▼

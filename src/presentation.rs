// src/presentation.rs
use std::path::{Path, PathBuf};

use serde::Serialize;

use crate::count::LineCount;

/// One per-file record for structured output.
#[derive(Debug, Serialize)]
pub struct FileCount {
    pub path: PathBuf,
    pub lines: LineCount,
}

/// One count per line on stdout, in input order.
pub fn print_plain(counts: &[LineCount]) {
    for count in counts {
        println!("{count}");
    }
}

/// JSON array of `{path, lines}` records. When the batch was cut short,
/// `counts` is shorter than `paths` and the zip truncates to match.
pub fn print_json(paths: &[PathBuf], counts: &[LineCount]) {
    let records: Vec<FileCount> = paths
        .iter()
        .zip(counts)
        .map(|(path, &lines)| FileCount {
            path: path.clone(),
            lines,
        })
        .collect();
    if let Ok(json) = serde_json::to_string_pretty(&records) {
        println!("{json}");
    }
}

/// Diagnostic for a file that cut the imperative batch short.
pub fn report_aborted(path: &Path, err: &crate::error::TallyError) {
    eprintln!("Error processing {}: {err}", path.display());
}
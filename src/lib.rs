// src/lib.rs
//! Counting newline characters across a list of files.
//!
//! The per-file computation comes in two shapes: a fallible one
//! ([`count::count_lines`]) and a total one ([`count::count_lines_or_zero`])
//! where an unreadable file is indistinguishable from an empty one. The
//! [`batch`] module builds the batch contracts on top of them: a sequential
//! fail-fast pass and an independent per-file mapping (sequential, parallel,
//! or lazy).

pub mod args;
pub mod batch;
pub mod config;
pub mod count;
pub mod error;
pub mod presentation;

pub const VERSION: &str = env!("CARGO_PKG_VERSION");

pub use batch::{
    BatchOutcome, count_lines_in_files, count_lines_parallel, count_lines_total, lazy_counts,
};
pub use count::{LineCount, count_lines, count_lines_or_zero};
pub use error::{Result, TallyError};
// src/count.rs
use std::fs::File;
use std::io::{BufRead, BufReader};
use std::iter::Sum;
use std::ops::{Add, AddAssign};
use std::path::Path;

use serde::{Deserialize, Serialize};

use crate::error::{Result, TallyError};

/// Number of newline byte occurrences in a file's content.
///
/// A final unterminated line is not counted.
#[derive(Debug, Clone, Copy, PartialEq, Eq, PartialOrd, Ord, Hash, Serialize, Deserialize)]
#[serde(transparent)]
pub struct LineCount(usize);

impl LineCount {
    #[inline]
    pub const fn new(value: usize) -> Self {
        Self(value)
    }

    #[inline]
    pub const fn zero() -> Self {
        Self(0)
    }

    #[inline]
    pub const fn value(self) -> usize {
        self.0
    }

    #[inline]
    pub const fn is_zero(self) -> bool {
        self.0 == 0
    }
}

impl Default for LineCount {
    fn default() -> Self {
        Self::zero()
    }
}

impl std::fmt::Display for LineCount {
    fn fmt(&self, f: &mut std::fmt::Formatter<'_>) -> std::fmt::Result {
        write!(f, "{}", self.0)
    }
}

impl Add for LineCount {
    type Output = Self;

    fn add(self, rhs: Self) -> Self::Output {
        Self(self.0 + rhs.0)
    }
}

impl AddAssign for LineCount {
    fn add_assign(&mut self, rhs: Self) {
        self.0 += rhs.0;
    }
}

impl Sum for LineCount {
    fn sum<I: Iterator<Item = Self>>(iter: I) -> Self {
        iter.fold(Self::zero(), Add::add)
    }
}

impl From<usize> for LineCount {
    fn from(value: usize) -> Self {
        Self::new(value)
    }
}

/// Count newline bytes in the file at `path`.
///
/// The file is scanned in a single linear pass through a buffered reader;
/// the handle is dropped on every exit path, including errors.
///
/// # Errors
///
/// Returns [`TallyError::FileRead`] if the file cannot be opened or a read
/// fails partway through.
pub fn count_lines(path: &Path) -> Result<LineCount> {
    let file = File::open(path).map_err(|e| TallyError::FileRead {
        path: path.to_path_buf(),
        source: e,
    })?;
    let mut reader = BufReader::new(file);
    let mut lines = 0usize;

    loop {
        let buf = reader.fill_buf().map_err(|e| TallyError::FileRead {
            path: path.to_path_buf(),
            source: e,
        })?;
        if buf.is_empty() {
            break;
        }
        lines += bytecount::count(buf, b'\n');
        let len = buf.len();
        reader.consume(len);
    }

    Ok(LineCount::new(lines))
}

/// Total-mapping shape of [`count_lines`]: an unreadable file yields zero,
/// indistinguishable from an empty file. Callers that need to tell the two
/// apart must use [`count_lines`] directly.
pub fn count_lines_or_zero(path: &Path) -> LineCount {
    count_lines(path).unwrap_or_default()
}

▲
▼

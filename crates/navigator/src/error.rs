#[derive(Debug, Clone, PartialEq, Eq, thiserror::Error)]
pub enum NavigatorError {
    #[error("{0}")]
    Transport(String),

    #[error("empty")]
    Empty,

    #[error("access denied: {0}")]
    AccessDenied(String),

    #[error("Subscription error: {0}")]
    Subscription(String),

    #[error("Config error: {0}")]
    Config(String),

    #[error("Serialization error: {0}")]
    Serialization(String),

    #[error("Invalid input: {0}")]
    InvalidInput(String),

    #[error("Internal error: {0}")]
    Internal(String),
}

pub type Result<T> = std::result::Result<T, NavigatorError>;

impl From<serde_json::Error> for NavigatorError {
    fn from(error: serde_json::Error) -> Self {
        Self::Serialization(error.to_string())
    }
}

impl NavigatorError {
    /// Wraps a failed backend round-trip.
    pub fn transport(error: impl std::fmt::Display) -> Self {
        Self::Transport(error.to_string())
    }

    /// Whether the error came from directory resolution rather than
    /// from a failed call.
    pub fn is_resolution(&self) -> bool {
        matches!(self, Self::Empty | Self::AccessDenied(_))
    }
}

▲

WHAT THE EXERCISE ASKS – The word "iter" is the filter: copy every line of the listing above that contains it.

RESULT OF THIS EXERCISE –
        .iter()
use std::iter::Sum;
    fn sum<I: Iterator<Item = Self>>(iter: I) -> Self {
        iter.fold(Self::zero(), Add::add)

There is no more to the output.